* TASK OBJECTIVE
In the records below, some lines contain the word "AccountDraft". Copy each of them.

* SUPPLIED ENTRIES
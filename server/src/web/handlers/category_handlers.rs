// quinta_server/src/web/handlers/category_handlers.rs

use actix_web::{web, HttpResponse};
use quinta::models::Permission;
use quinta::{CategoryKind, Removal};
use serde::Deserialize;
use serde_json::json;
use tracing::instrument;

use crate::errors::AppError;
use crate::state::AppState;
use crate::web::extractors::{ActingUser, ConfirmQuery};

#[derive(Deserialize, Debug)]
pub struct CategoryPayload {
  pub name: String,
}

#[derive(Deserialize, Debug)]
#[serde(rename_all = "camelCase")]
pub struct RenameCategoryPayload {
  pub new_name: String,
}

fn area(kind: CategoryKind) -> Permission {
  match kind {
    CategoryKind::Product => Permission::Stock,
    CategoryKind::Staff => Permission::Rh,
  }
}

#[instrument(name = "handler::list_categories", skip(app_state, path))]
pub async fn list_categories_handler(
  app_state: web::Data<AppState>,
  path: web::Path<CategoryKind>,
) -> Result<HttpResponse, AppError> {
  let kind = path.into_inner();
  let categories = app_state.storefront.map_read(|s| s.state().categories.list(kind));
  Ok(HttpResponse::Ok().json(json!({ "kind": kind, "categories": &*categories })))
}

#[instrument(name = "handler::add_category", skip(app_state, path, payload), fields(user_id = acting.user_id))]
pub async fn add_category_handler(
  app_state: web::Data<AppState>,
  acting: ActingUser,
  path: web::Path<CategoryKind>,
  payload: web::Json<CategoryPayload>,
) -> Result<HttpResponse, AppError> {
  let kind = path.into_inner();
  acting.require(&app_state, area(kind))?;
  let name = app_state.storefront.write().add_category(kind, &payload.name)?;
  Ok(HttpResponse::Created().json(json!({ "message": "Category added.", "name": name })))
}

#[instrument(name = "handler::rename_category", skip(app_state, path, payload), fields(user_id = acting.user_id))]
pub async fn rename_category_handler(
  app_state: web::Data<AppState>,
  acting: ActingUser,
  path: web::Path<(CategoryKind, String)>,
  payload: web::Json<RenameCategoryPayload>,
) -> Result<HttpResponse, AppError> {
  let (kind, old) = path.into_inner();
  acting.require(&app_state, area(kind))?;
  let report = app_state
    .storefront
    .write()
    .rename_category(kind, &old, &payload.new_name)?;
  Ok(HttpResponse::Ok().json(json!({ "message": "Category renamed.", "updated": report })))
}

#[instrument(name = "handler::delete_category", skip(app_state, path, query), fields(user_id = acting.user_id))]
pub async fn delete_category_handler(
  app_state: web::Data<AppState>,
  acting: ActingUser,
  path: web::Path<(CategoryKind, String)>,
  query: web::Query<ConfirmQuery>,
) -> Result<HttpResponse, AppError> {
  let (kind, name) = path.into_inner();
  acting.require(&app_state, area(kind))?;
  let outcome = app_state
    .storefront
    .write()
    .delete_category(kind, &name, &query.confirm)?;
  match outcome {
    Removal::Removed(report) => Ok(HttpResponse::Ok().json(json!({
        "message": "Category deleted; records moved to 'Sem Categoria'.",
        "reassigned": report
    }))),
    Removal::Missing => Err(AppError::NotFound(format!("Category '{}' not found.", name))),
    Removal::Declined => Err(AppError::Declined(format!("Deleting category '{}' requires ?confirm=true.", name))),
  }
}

==

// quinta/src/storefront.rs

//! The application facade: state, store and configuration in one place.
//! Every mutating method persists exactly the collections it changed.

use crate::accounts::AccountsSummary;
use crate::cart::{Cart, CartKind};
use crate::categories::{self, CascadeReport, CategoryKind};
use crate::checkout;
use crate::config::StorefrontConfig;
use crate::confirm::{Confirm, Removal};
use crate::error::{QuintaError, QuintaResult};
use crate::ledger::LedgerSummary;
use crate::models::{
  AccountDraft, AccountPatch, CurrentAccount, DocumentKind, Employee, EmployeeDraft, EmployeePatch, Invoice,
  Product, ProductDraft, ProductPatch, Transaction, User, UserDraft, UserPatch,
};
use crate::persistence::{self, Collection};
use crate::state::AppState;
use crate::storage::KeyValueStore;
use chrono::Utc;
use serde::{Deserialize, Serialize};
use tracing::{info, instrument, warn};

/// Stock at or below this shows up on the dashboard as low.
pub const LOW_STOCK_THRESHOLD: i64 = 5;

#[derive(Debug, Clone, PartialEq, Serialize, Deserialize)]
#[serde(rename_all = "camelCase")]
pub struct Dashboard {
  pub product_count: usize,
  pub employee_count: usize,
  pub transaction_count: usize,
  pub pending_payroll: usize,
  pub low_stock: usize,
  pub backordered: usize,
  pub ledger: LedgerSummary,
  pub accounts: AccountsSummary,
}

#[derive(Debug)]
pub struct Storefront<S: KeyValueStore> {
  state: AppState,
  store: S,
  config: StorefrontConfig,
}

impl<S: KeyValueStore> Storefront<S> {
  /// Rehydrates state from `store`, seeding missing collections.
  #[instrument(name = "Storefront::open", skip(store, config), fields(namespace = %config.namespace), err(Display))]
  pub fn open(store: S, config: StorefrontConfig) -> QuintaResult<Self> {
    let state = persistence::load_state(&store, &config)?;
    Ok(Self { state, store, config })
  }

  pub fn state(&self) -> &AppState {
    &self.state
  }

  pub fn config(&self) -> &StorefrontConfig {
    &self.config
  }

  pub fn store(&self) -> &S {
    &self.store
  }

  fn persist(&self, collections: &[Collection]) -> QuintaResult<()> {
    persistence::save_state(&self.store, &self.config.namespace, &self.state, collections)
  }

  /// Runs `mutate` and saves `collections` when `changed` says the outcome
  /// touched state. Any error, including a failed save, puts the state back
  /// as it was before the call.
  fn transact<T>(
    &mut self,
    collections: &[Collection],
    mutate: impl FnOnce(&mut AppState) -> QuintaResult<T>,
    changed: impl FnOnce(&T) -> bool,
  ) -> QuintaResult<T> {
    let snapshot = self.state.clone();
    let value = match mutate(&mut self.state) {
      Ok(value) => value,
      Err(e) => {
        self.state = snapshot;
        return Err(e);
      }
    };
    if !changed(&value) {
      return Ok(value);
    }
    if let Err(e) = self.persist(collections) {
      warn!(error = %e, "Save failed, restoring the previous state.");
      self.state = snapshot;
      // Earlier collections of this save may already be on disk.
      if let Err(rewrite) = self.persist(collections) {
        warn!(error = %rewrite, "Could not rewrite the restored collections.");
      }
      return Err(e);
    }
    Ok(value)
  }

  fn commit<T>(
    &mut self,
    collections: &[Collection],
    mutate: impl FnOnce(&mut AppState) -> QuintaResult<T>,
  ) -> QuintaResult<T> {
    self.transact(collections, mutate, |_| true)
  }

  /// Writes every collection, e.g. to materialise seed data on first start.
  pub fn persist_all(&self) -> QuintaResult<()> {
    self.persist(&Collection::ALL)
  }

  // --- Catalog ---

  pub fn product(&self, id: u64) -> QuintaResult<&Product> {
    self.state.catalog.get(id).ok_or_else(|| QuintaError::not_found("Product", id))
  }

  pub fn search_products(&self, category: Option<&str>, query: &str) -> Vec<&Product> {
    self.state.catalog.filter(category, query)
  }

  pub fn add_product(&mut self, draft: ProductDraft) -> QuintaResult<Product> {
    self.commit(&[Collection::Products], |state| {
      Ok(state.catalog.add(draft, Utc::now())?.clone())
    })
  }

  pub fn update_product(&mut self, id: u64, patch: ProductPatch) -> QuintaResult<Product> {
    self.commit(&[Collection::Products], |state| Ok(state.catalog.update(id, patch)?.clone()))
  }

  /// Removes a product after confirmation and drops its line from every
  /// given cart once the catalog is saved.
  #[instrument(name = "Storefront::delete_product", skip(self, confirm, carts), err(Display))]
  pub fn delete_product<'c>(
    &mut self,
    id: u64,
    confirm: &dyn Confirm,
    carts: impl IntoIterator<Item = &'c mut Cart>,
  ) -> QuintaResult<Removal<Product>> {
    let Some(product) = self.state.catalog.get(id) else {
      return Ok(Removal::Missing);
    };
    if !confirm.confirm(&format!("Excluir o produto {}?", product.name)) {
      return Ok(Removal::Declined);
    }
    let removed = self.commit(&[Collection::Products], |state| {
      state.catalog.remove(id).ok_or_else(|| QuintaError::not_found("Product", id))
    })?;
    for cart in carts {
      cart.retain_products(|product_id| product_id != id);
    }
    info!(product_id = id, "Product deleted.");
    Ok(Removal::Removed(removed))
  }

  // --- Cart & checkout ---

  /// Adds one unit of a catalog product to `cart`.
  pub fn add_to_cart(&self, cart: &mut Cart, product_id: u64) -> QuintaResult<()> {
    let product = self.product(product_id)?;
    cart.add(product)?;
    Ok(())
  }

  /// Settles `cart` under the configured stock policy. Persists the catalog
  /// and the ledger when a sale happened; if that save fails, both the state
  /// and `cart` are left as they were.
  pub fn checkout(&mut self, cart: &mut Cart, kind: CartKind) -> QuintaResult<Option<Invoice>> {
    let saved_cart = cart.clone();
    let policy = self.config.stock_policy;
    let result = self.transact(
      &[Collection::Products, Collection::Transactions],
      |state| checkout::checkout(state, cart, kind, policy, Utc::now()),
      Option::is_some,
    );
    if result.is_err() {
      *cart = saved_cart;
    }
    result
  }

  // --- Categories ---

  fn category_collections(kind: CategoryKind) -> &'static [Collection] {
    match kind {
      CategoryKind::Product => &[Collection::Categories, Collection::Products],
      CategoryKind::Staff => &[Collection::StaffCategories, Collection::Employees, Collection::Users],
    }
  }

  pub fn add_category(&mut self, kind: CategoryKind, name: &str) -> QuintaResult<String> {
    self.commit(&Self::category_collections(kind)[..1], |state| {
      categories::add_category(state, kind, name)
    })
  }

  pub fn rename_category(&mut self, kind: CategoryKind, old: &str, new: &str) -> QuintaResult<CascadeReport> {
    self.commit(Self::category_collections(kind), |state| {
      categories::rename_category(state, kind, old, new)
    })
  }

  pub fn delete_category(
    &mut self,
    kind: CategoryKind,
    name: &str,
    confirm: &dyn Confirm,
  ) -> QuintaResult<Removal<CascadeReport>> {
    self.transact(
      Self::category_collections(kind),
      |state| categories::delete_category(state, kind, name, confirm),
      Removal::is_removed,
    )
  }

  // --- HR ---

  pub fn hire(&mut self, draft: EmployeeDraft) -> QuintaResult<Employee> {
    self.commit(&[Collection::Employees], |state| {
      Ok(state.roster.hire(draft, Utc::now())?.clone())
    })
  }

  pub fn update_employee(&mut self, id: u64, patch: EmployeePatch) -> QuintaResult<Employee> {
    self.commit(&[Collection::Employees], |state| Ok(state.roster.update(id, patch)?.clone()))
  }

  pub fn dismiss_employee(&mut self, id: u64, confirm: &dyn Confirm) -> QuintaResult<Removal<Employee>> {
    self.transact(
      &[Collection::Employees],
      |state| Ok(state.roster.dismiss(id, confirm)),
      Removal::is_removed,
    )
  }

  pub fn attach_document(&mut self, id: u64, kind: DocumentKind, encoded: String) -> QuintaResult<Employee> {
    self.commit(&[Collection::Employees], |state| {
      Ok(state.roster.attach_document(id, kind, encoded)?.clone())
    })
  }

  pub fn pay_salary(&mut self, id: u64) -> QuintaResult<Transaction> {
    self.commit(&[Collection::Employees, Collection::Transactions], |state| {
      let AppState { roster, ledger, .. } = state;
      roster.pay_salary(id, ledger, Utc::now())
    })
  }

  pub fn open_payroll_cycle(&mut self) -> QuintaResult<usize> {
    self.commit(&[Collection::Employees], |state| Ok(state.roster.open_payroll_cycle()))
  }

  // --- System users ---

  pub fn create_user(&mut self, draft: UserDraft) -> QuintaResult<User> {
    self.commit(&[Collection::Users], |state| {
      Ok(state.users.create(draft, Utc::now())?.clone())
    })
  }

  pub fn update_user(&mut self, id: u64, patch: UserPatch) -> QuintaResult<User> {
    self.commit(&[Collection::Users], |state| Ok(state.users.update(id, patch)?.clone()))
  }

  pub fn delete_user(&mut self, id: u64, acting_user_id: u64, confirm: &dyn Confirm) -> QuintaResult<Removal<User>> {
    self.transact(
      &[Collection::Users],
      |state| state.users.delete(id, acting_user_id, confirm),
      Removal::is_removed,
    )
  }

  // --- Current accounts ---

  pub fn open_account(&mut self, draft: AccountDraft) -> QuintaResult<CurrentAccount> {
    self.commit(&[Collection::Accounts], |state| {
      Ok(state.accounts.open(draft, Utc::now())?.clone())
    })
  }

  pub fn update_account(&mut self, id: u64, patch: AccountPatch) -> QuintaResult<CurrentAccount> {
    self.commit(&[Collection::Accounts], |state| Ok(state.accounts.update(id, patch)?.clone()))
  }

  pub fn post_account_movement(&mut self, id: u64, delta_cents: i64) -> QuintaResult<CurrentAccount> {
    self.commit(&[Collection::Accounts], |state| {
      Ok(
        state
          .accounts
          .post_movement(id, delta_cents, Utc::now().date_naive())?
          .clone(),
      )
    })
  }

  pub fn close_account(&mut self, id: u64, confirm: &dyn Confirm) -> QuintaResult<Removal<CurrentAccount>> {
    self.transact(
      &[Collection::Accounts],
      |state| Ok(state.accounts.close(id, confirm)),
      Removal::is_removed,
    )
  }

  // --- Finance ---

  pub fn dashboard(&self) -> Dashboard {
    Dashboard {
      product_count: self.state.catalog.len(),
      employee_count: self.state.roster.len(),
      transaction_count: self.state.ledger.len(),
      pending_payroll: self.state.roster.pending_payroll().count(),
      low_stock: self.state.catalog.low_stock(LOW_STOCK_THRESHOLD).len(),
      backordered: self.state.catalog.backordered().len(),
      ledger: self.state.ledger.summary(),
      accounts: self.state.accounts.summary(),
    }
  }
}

--

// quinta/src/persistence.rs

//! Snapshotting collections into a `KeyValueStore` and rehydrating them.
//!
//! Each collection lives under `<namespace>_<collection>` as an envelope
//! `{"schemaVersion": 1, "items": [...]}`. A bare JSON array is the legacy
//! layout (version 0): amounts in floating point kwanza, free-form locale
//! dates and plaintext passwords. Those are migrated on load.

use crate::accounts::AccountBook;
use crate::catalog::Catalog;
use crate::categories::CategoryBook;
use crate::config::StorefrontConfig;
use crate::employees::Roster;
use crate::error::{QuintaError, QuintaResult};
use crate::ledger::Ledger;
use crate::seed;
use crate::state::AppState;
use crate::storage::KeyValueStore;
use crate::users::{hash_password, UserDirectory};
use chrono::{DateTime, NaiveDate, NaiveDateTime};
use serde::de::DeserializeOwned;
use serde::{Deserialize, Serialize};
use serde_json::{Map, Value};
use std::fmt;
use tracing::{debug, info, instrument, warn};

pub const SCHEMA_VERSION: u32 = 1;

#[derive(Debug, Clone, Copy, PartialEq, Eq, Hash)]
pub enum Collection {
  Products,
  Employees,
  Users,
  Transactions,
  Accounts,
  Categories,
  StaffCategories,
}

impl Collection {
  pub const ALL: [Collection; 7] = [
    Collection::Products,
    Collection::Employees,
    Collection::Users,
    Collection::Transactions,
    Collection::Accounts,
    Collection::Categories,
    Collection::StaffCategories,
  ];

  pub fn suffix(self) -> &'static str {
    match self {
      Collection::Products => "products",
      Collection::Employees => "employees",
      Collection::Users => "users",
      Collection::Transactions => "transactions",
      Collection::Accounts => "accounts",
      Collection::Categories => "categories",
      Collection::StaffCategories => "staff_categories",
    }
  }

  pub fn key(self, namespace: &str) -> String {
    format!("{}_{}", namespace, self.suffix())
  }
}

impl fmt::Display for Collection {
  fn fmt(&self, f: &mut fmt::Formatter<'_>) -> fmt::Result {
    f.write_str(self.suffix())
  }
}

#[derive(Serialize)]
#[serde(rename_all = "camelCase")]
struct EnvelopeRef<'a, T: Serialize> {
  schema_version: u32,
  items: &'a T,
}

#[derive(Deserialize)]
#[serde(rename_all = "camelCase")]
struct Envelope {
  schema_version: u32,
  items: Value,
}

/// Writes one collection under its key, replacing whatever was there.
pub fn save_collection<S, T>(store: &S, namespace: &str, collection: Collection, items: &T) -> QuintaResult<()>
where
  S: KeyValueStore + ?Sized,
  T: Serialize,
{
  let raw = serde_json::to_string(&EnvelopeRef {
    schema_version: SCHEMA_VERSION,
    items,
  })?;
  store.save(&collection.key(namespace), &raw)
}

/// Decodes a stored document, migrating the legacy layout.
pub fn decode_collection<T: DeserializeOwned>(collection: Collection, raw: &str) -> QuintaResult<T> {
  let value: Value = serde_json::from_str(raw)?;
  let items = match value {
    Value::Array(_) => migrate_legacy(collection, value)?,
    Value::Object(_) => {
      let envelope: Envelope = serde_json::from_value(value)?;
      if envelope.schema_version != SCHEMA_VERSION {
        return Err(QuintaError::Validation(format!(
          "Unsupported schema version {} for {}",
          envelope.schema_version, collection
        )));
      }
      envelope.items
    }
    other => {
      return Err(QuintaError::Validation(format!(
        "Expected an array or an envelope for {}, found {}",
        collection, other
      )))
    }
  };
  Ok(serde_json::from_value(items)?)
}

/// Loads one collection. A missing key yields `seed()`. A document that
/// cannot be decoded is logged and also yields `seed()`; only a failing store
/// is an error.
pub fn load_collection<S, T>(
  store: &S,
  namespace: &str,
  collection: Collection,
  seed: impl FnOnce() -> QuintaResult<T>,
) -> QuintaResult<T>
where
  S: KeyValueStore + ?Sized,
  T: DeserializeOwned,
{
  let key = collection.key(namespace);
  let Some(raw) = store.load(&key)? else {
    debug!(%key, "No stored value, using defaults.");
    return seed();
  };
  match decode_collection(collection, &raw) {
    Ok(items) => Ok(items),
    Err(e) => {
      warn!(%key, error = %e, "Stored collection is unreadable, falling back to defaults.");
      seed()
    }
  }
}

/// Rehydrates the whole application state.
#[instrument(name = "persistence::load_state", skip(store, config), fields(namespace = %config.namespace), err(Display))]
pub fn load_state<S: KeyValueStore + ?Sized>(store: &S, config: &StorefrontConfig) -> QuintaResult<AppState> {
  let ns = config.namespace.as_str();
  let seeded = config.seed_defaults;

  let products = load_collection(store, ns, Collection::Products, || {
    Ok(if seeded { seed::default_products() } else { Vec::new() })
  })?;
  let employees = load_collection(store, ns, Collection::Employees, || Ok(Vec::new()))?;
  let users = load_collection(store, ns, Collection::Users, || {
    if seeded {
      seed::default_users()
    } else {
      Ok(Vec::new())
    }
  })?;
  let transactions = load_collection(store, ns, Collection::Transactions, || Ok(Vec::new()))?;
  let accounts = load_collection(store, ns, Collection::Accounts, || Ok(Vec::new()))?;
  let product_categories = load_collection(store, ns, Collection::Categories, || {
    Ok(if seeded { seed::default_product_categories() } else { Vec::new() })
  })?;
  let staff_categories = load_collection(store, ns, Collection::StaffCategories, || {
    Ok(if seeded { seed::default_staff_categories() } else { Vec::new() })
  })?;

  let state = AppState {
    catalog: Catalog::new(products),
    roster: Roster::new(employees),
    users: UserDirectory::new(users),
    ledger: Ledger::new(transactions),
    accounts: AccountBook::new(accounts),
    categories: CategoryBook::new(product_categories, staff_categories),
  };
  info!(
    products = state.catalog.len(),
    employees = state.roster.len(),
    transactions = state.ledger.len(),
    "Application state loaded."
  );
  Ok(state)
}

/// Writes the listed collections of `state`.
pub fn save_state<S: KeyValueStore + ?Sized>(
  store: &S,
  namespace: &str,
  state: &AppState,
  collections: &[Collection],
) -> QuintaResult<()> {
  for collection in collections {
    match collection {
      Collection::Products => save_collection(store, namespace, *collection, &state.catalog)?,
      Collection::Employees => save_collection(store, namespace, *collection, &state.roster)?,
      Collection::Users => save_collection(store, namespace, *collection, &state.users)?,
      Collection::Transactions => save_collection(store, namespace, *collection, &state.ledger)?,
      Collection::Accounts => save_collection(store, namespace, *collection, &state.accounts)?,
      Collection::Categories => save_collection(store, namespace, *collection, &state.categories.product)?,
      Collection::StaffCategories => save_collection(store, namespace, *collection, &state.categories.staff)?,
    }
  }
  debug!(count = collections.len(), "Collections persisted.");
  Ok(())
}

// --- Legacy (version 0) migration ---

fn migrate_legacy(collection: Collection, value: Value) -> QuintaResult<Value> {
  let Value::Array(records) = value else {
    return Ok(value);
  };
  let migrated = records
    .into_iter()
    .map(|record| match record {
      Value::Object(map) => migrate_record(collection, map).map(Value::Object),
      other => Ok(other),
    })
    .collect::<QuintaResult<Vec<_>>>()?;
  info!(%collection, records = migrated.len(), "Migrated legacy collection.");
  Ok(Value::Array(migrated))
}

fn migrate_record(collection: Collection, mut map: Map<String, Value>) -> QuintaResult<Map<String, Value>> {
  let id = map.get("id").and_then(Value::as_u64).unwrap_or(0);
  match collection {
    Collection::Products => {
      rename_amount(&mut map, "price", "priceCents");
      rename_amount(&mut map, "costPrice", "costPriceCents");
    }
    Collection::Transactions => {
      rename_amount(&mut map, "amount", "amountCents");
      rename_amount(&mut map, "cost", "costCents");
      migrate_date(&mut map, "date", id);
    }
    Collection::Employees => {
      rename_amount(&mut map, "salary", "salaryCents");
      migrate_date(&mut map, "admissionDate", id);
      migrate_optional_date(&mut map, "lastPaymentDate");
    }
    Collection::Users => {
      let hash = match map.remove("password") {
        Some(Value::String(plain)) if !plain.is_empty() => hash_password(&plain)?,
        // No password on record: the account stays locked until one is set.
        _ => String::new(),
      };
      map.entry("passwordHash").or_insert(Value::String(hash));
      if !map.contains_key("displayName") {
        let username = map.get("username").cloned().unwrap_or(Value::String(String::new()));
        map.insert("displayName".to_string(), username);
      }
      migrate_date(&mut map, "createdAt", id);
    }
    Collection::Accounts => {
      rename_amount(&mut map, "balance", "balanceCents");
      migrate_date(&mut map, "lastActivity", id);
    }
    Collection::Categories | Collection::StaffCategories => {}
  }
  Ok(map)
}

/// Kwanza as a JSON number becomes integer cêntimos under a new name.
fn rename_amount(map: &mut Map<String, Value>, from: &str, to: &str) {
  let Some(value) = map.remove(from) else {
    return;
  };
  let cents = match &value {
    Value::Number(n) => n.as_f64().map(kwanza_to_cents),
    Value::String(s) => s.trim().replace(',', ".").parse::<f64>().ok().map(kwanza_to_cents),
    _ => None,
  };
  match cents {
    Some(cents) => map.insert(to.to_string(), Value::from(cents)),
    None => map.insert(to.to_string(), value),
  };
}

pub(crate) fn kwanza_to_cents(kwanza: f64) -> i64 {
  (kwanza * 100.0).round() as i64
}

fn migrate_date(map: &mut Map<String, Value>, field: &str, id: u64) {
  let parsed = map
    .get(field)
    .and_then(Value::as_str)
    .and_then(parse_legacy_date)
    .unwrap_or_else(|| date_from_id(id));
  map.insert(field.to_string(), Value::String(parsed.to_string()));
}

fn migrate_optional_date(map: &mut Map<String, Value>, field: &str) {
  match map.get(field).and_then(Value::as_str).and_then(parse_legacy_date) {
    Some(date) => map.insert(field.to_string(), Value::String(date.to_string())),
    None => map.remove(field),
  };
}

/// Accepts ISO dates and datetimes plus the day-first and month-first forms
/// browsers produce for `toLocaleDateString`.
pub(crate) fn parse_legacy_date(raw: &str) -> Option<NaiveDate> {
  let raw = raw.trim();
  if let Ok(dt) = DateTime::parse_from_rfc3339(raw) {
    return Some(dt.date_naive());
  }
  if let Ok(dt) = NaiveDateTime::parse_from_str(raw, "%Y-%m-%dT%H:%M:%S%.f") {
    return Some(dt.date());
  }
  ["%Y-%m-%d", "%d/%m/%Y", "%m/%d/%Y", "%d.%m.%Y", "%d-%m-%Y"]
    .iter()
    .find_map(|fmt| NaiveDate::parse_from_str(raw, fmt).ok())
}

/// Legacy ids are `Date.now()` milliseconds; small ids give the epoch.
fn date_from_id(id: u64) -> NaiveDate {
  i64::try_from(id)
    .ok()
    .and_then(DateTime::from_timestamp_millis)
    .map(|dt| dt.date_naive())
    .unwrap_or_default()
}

* TASK RESPONSE
  AccountDraft, AccountPatch, CurrentAccount, DocumentKind, Employee, EmployeeDraft, EmployeePatch, Invoice,
  pub fn open_account(&mut self, draft: AccountDraft) -> QuintaResult<CurrentAccount> {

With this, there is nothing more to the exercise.